Category Archives: Romance

Lasciate ogne speranza

In this post, as the Klingons’ Second Rite of Ascension calls for one to say, tIqwIj Sa’angnIS I must show you my heart. I both warn you all and apologise in advance; I’m unloading a lot of stuff here in order to help me push it out of the unhealthy residence it’s been taking up in my head. One of my best friends has suggested I write more #weirdthingsivedone posts, especially since she claims I somehow manage to scale new heights of Peak Nerd in her eyes every time we talk. (I’m not sure I’ve ever been complimented so wonderfully in my entire life.) And I will do that in future posts, I promise. But for now, here, I need to wax maudlin for a short while, so I ask for your indulgence while I do.

I read this small chunk of prose by a poetically-inclined denizen of Facebook a couple of nights ago – the ancient historians call these prose fragments gobbets when set as stimulus fragments for essay exams, and that term I’ve been utterly unable to get out of my head for every single one of the fourteen years since I last did an ancient history essay exam – on the news feed of a friend, and I haven’t been able to get it out of my mind for a couple of days (a wonderfully pleasant Friday evening notwithstanding, spent picking out new glasses and having dinner with the same dear friend who accused me of perpetual apex geekery – that was a perfect distraction that I desperately needed and am grateful for). I don’t know if it qualifies as prose-poetry as such, but certainly the style isn’t typical of standard prose; far more highly emotive, a cry of empathy with the deeply wounded. Because of the psychological place I was in, reading this piece was like a shout into a vast canyon with perfect acoustic balance, echoing countless times within the vaults of my mind and the power to silence it or call it back utterly out of my control.

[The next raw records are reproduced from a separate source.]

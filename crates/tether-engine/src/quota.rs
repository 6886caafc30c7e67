//! Per-owner device quota.
//!
//! Admission is a two-phase reserve/commit so that concurrent requests for
//! the same owner can never overshoot the limit: a [`Reservation`] counts
//! against the owner from the moment it is granted, and gives its slot back
//! on drop unless it was committed to a session.

use std::collections::{HashMap, HashSet};
use std::sync::Arc;

use parking_lot::Mutex;
use tracing::{debug, warn};

use tether_core::ids::{OwnerId, SessionId};

#[derive(Clone, Debug, PartialEq, Eq, thiserror::Error)]
#[error("owner {owner_id} reached the limit of {limit} active sessions")]
pub struct LimitExceeded {
    pub owner_id: OwnerId,
    pub limit: usize,
}

#[derive(Debug, Default)]
struct OwnerSlots {
    held: HashSet<SessionId>,
    pending: usize,
}

impl OwnerSlots {
    fn used(&self) -> usize {
        self.held.len() + self.pending
    }

    fn is_empty(&self) -> bool {
        self.used() == 0
    }
}

#[derive(Debug)]
struct QuotaInner {
    limit: usize,
    owners: Mutex<HashMap<OwnerId, OwnerSlots>>,
}

/// Counts active sessions per owner. Cheap to clone.
#[derive(Clone, Debug)]
pub struct QuotaGuard {
    inner: Arc<QuotaInner>,
}

impl QuotaGuard {
    pub fn new(limit: usize) -> Self {
        Self {
            inner: Arc::new(QuotaInner {
                limit,
                owners: Mutex::new(HashMap::new()),
            }),
        }
    }

    pub fn limit(&self) -> usize {
        self.inner.limit
    }

    /// Reserve one slot for `owner`. The check and the increment happen
    /// under one lock.
    pub fn reserve(&self, owner: &OwnerId) -> Result<Reservation, LimitExceeded> {
        let mut owners = self.inner.owners.lock();
        let slots = owners.entry(owner.clone()).or_default();
        if slots.used() >= self.inner.limit {
            debug!(owner_id = %owner, used = slots.used(), limit = self.inner.limit, "quota denied");
            if slots.is_empty() {
                owners.remove(owner);
            }
            return Err(LimitExceeded {
                owner_id: owner.clone(),
                limit: self.inner.limit,
            });
        }
        slots.pending += 1;
        Ok(Reservation {
            inner: self.inner.clone(),
            owner_id: owner.clone(),
            settled: false,
        })
    }

    /// Return the slot held by `session_id`. Idempotent.
    pub fn release(&self, owner: &OwnerId, session_id: &SessionId) -> bool {
        let mut owners = self.inner.owners.lock();
        let Some(slots) = owners.get_mut(owner) else {
            return false;
        };
        let released = slots.held.remove(session_id);
        if slots.is_empty() {
            owners.remove(owner);
        }
        released
    }

    /// Record a slot already held by a persisted session. Used at startup,
    /// so it does not check the limit.
    pub fn hydrate(&self, owner: &OwnerId, session_id: &SessionId) {
        let mut owners = self.inner.owners.lock();
        let slots = owners.entry(owner.clone()).or_default();
        slots.held.insert(session_id.clone());
        if slots.used() > self.inner.limit {
            warn!(
                owner_id = %owner,
                used = slots.used(),
                limit = self.inner.limit,
                "persisted sessions exceed the owner quota"
            );
        }
    }

    pub fn holds(&self, owner: &OwnerId, session_id: &SessionId) -> bool {
        self.inner
            .owners
            .lock()
            .get(owner)
            .is_some_and(|slots| slots.held.contains(session_id))
    }

    /// Slots in use by `owner`, reservations in flight included.
    pub fn used(&self, owner: &OwnerId) -> usize {
        self.inner
            .owners
            .lock()
            .get(owner)
            .map_or(0, OwnerSlots::used)
    }

    pub fn remaining(&self, owner: &OwnerId) -> usize {
        self.inner.limit.saturating_sub(self.used(owner))
    }
}

/// A granted but not yet committed slot.
#[derive(Debug)]
#[must_use = "a reservation is released as soon as it is dropped"]
pub struct Reservation {
    inner: Arc<QuotaInner>,
    owner_id: OwnerId,
    settled: bool,
}

impl Reservation {
    pub fn owner_id(&self) -> &OwnerId {
        &self.owner_id
    }

    /// Bind the slot to `session_id`.
    pub fn commit(mut self, session_id: &SessionId) {
        let mut owners = self.inner.owners.lock();
        let slots = owners.entry(self.owner_id.clone()).or_default();
        slots.pending = slots.pending.saturating_sub(1);
        slots.held.insert(session_id.clone());
        self.settled = true;
    }
}

impl Drop for Reservation {
    fn drop(&mut self) {
        if self.settled {
            return;
        }
        let mut owners = self.inner.owners.lock();
        if let Some(slots) = owners.get_mut(&self.owner_id) {
            slots.pending = slots.pending.saturating_sub(1);
            if slots.is_empty() {
                owners.remove(&self.owner_id);
            }
        }
    }
}
mod logging;

pub use logging::{LogQuery, LogRecord, SqliteLogLayer, SqliteLogSink};

use std::path::PathBuf;
use std::sync::Arc;

use tracing::Level;
use tracing_subscriber::layer::SubscriberExt;
use tracing_subscriber::util::SubscriberInitExt;
use tracing_subscriber::{EnvFilter, Layer};

/// Configuration for the telemetry subsystem.
#[derive(Clone, Debug)]
pub struct TelemetryConfig {
    /// Default log level. Overridden by RUST_LOG env var.
    pub log_level: Level,
    /// Per-module level overrides (e.g. "tether_engine" => DEBUG).
    pub module_levels: Vec<(String, Level)>,
    /// Whether to persist warn+ logs to SQLite.
    pub log_to_sqlite: bool,
    /// Path to the log database.
    pub log_db_path: PathBuf,
}

impl Default for TelemetryConfig {
    fn default() -> Self {
        Self {
            log_level: Level::INFO,
            module_levels: Vec::new(),
            log_to_sqlite: true,
            log_db_path: home_fallback().join(".tether/database/logs.db"),
        }
    }
}

/// Keeps the log sink reachable after init.
pub struct TelemetryGuard {
    log_sink: Option<Arc<SqliteLogSink>>,
}

impl TelemetryGuard {
    /// The log sink, when warn+ records are persisted.
    pub fn logs(&self) -> Option<Arc<SqliteLogSink>> {
        self.log_sink.clone()
    }
}

/// Build the filter directive string for a config, e.g. `info,tether_store=debug`.
pub fn filter_directives(config: &TelemetryConfig) -> String {
    let mut filter = config.log_level.to_string().to_lowercase();
    for (module, level) in &config.module_levels {
        filter.push_str(&format!(",{}={}", module, level.to_string().to_lowercase()));
    }
    filter
}

/// Initialize the telemetry subsystem. Call once at startup.
pub fn init_telemetry(config: TelemetryConfig) -> TelemetryGuard {
    let env_filter = EnvFilter::try_from_default_env()
        .unwrap_or_else(|_| EnvFilter::new(filter_directives(&config)));

    let fmt_layer = tracing_subscriber::fmt::layer()
        .json()
        .with_target(true)
        .with_span_list(true)
        .with_filter(env_filter);

    let (sqlite_layer, sqlite_sink) = if config.log_to_sqlite {
        match SqliteLogSink::new(&config.log_db_path) {
            Ok(sink) => {
                let sink = Arc::new(sink);
                (Some(SqliteLogLayer::new(sink.clone())), Some(sink))
            }
            Err(e) => {
                eprintln!("tether-telemetry: failed to open log DB: {e}");
                (None, None)
            }
        }
    } else {
        (None, None)
    };

    if let Err(e) = tracing_subscriber::registry()
        .with(fmt_layer)
        .with(sqlite_layer)
        .try_init()
    {
        eprintln!("tether-telemetry: subscriber already installed: {e}");
    }

    TelemetryGuard {
        log_sink: sqlite_sink,
    }
}

fn home_fallback() -> PathBuf {
    std::env::var("HOME")
        .map(PathBuf::from)
        .unwrap_or_else(|_| PathBuf::from("/tmp"))
}

#[cfg(test)]
mod tests {
    use super::*;

    #[test]
    fn directives_include_module_levels() {
        let config = TelemetryConfig {
            log_level: Level::WARN,
            module_levels: vec![("tether_engine".into(), Level::DEBUG)],
            log_to_sqlite: false,
            log_db_path: PathBuf::new(),
        };
        assert_eq!(filter_directives(&config), "warn,tether_engine=debug");
    }

    #[test]
    fn default_log_path_is_under_tether_dir() {
        let config = TelemetryConfig::default();
        assert!(config.log_db_path.ends_with(".tether/database/logs.db"));
        assert_eq!(config.log_level, Level::INFO);
    }
}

I know what it feels like to live on the edge of loneliness
to have every hope crushed and everything you touch die
and to try so damn hard only to realize
nothing is going to change anytime soon
so you deal with the pain the best you can.
Reggie Nulan

I’ve been entrapped by this proselet largely because it feels almost like this Reggie Nulan has looked straight through – perhaps past – my eyes to see directly into the darkest, grimmest walls of my mind, and has unhesitatingly read the spidery scrawled inscriptions of my worst fears, shallow glyphs scratched weakly into prison walls of piled grey stone by the most anguished part of my psyche. My October was exactly like this verse says. It was a period during the start of which which I did feel occasional snatches of something like motivation, a feeling I hadn’t had in some time: motivation to work, to write, to move forward with my life in aspects that had previously been stagnant and beginning to grow heavy on my shoulders. It was a time during which I didn’t just make plans, but also took steps to – as the revolting business jargon would phrase it – action those plans. (As the great philosopher Calvin – no, not that one – puts it, verbing weirds language.)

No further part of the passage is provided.